▸ **What is being asked**:
Can you output the records below exactly as they are written?

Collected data
━━━
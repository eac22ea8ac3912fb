use axum::{extract::State, Json};
use serde_json::{json, Value};

use crate::state::AppState;

/// GET /health
/// Returns service status plus whether the model server answers.
pub async fn health_handler(State(state): State<AppState>) -> Json<Value> {
    let model_server = match state.llm.ping().await {
        Ok(()) => "connected".to_string(),
        Err(e) => {
            tracing::warn!("Model server health probe failed: {e}");
            "unreachable".to_string()
        }
    };

    Json(json!({
        "status": "ok",
        "version": env!("CARGO_PKG_VERSION"),
        "service": "docchat",
        "model_server": model_server,
        "embedding_model": state.rag.embedder().model(),
        "generation_model": state.rag.generator().model(),
        "distance_metric": state.config.distance_metric.to_string(),
        "sessions": state.rag.sessions().len().await,
    }))
}
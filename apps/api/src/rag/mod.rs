// Document chat: retrieval-augmented answering over per-session document indexes.
// All model calls go through llm_client via the Embedder / Generator traits.

pub mod chunker;
pub mod embedder;
pub mod errors;
pub mod generator;
pub mod handlers;
pub mod pipeline;
pub mod prompts;
pub mod session;
pub mod vector_index;

#[cfg(test)]
pub mod testing;

pub use errors::RagError;
pub use pipeline::{RagPipeline, RetrievalSettings};
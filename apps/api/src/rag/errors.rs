use thiserror::Error;

use crate::llm_client::LlmError;

/// Failure kinds of the retrieval pipeline.
///
/// None of these leave a session half-updated: every operation validates and calls out
/// to the model server before touching session state.
#[derive(Debug, Error)]
pub enum RagError {
    #[error("Embedding failed: {0}")]
    EmbeddingFailure(#[source] LlmError),

    #[error("Vector dimension mismatch: expected {expected}, got {actual}")]
    DimensionMismatch { expected: usize, actual: usize },

    #[error("Vector at position {position} contains NaN or infinite values")]
    NonFiniteVector { position: usize },

    #[error("No document loaded for session '{0}'")]
    NoDocumentLoaded(String),

    #[error("Answer generation failed: {0}")]
    AnswerGenerationFailure(#[source] LlmError),

    #[error("{operation} timed out after {seconds}s")]
    Timeout {
        operation: &'static str,
        seconds: u64,
    },

    #[error("{0}")]
    Validation(String),
}

impl RagError {
    /// Stable machine-readable code used in error bodies and logs.
    pub fn code(&self) -> &'static str {
        match self {
            RagError::EmbeddingFailure(_) => "EMBEDDING_FAILURE",
            RagError::DimensionMismatch { .. } => "DIMENSION_MISMATCH",
            RagError::NonFiniteVector { .. } => "NON_FINITE_VECTOR",
            RagError::NoDocumentLoaded(_) => "NO_DOCUMENT_LOADED",
            RagError::AnswerGenerationFailure(_) => "ANSWER_GENERATION_FAILURE",
            RagError::Timeout { .. } => "TIMEOUT",
            RagError::Validation(_) => "VALIDATION_ERROR",
        }
    }
}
━━━
▸ **Answer to this task**:
repository eac22ea8ac3912fb
use axum::{extract::State, Json};
use serde_json::{json, Value};

use crate::state::AppState;

/// GET /health
/// Returns service status plus whether the model server answers.
pub async fn health_handler(State(state): State<AppState>) -> Json<Value> {
    let model_server = match state.llm.ping().await {
        Ok(()) => "connected".to_string(),
        Err(e) => {
            tracing::warn!("Model server health probe failed: {e}");
            "unreachable".to_string()
        }
    };

    Json(json!({
        "status": "ok",
        "version": env!("CARGO_PKG_VERSION"),
        "service": "docchat",
        "model_server": model_server,
        "embedding_model": state.rag.embedder().model(),
        "generation_model": state.rag.generator().model(),
        "distance_metric": state.config.distance_metric.to_string(),
        "sessions": state.rag.sessions().len().await,
    }))
}
filename apps/api/src/rag/mod.rs
// Document chat: retrieval-augmented answering over per-session document indexes.
// All model calls go through llm_client via the Embedder / Generator traits.

pub mod chunker;
pub mod embedder;
pub mod errors;
pub mod generator;
pub mod handlers;
pub mod pipeline;
pub mod prompts;
pub mod session;
pub mod vector_index;

#[cfg(test)]
pub mod testing;

pub use errors::RagError;
pub use pipeline::{RagPipeline, RetrievalSettings};
filename apps/api/src/rag/errors.rs
use thiserror::Error;

use crate::llm_client::LlmError;

/// Failure kinds of the retrieval pipeline.
///
/// None of these leave a session half-updated: every operation validates and calls out
/// to the model server before touching session state.
#[derive(Debug, Error)]
pub enum RagError {
    #[error("Embedding failed: {0}")]
    EmbeddingFailure(#[source] LlmError),

    #[error("Vector dimension mismatch: expected {expected}, got {actual}")]
    DimensionMismatch { expected: usize, actual: usize },

    #[error("Vector at position {position} contains NaN or infinite values")]
    NonFiniteVector { position: usize },

    #[error("No document loaded for session '{0}'")]
    NoDocumentLoaded(String),

    #[error("Answer generation failed: {0}")]
    AnswerGenerationFailure(#[source] LlmError),

    #[error("{operation} timed out after {seconds}s")]
    Timeout {
        operation: &'static str,
        seconds: u64,
    },

    #[error("{0}")]
    Validation(String),
}

impl RagError {
    /// Stable machine-readable code used in error bodies and logs.
    pub fn code(&self) -> &'static str {
        match self {
            RagError::EmbeddingFailure(_) => "EMBEDDING_FAILURE",
            RagError::DimensionMismatch { .. } => "DIMENSION_MISMATCH",
            RagError::NonFiniteVector { .. } => "NON_FINITE_VECTOR",
            RagError::NoDocumentLoaded(_) => "NO_DOCUMENT_LOADED",
            RagError::AnswerGenerationFailure(_) => "ANSWER_GENERATION_FAILURE",
            RagError::Timeout { .. } => "TIMEOUT",
            RagError::Validation(_) => "VALIDATION_ERROR",
        }
    }
}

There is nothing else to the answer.